In aula erano presenti alcuni esponenti di minoranza e cinque consiglieri di maggioranza (tre del Pdl e i due della Lega Nord) non abbastanza per garantire il numero legale. “La presenza responsabile della minoranza in Consiglio – aggiunge Daniela Cassini - testimonia la volontà di discutere le altre pratiche all'ODG, alcune con scadenza 30 giugno. Le solite banali scuse insomma: la verità è piuttosto che l'amministrazione Zoccarato non e' stata in grado di gestire il grave problema del bilancio comunale, l'unica iniziativa e' l'aumento indiscriminato delle tasse con una manovra finale penalizzante ed iniqua, che da' una mazzata alla fragile economia cittadina e non protegge i cittadini più deboli”.
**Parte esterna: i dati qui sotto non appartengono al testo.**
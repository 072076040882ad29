use crate::core::counter::Counter;
use crate::core::counts::Counts;
use crate::iterators::{HistogramIterator, PickMetadata, PickyIterator};
use crate::Histogram;

/// An iterator that will yield at quantile steps through the histogram's value range.
pub struct Iter<'a, T: 'a + Counter, C: 'a + Counts<T>> {
    hist: &'a Histogram<T, C>,

    ticks_per_half_distance: u32,
    quantile_to_iterate_to: f64,
    reached_end: bool,
}

impl<'a, T: 'a + Counter, C: 'a + Counts<T>> Iter<'a, T, C> {
    /// Construct a new iterator. See `Histogram::iter_quantiles` for details.
    pub fn new(
        hist: &'a Histogram<T, C>,
        ticks_per_half_distance: u32,
    ) -> HistogramIterator<'a, T, C, Iter<'a, T, C>> {
        assert!(
            ticks_per_half_distance > 0,
            "Ticks per half distance must be > 0"
        );

        HistogramIterator::new(
            hist,
            Iter {
                hist,
                ticks_per_half_distance,
                quantile_to_iterate_to: 0.0,
                reached_end: false,
            },
        )
    }
}

impl<'a, T: 'a + Counter, C: 'a + Counts<T>> PickyIterator<T> for Iter<'a, T, C> {
    #[allow(clippy::float_cmp)]
    fn pick(&mut self, _: usize, running_total: u64, count_at_index: T) -> Option<PickMetadata> {
        if count_at_index == T::zero() {
            return None;
        }

        // This calculation, combined with the `quantile * count` in `value_at_quantile`, tends
        // to produce a count_at_quantile that is 1 ulp wrong. That's just the way IEEE754 works.
        let current_quantile = running_total as f64 / self.hist.len() as f64;
        if current_quantile < self.quantile_to_iterate_to {
            return None;
        }

        if self.quantile_to_iterate_to >= 1.0 {
            // The final step. Only yielded once: after this, more() says we're done.
            if self.reached_end {
                return None;
            }
            self.reached_end = true;
            return Some(PickMetadata::new(Some(1.0), None));
        }

        // The choice to maintain fixed-sized "ticks" in each half-distance to 100% [starting from
        // 0%], as opposed to a "tick" size that varies with each interval, was made to make the
        // steps easily comprehensible and readable to humans. The resulting quantile steps are
        // much easier to browse through in a quantile distribution output, for example.
        //
        // We calculate the number of equal-sized "ticks" that the 0-1 range will be divided by
        // at the current scale. The scale is determined by the quantile level we are iterating
        // to. The following math determines the tick size for the current scale, and maintain a
        // fixed tick size for the remaining "half the distance to 100%" [from either 0% or from
        // the previous half-distance]. When that half-distance is crossed, the scale changes and
        // the tick size is effectively cut in half.
        //
        // Calculate the number of times we've halved the distance to 100%, This is 1 at 50%, 2 at
        // 75%, 3 at 87.5%, etc. 2 ^ num_halvings is the number of slices that will fit into 100%.
        // At 50%, num_halvings would be 1, so 2 ^ 1 would yield 2 slices, etc. At any given number
        // of slices, the last slice is what we're going to traverse the first half of. With 1 total
        // slice, traverse half to get to 50%. Then traverse half of the last (second) slice to get
        // to 75%, etc.
        // Minimum of 0 (1.0/1.0 = 1, log 2 of which is 0) so unsigned cast is safe.
        // Won't hit infinity because quantile_to_iterate_to < 1.0 here.
        let num_halvings = (1.0 / (1.0 - self.quantile_to_iterate_to)).log2() as u32;
        // Calculate the total number of ticks in 0-1 given that half of each slice is tick'd.
        // The number of slices is 2 ^ num_halvings, and each slice has two "half distances" to
        // tick, so we add an extra power of two to get ticks per whole distance.
        // Use u64 math so that there's less risk of overflow with large numbers of ticks and data
        // that ends up needing large numbers of halvings.
        let total_ticks = u64::from(self.ticks_per_half_distance)
            .checked_mul(
                1_u64
                    .checked_shl(num_halvings + 1)
                    .expect("too many halvings"),
            )
            .expect("too many total ticks");
        let increment_size = 1.0 / total_ticks as f64;

        let metadata = PickMetadata::new(Some(self.quantile_to_iterate_to), None);

        let sum = self.quantile_to_iterate_to + increment_size;
        self.quantile_to_iterate_to = if sum == self.quantile_to_iterate_to {
            // the increment is too small to make progress; jump to the end
            1.0
        } else {
            sum
        };
        Some(metadata)
    }

    fn more(&mut self, _: usize) -> bool {
        // We want one additional last step to 100%
        if !self.reached_end && !self.hist.is_empty() {
            self.quantile_to_iterate_to = 1.0;
            true
        } else {
            false
        }
    }
}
“Questa e' l'ultima nostra disponibilità per arrivare a correzioni di bilancio utili nell'interesse collettivo, sperando in un ravvedimento dell'amministrazione, altrimenti – conclude Daniela Cassini - sarà sicuramente battaglia su tutti i fronti perchè i continui colpi di teatro ora sono davvero inutili davanti ad una città in ginocchio”.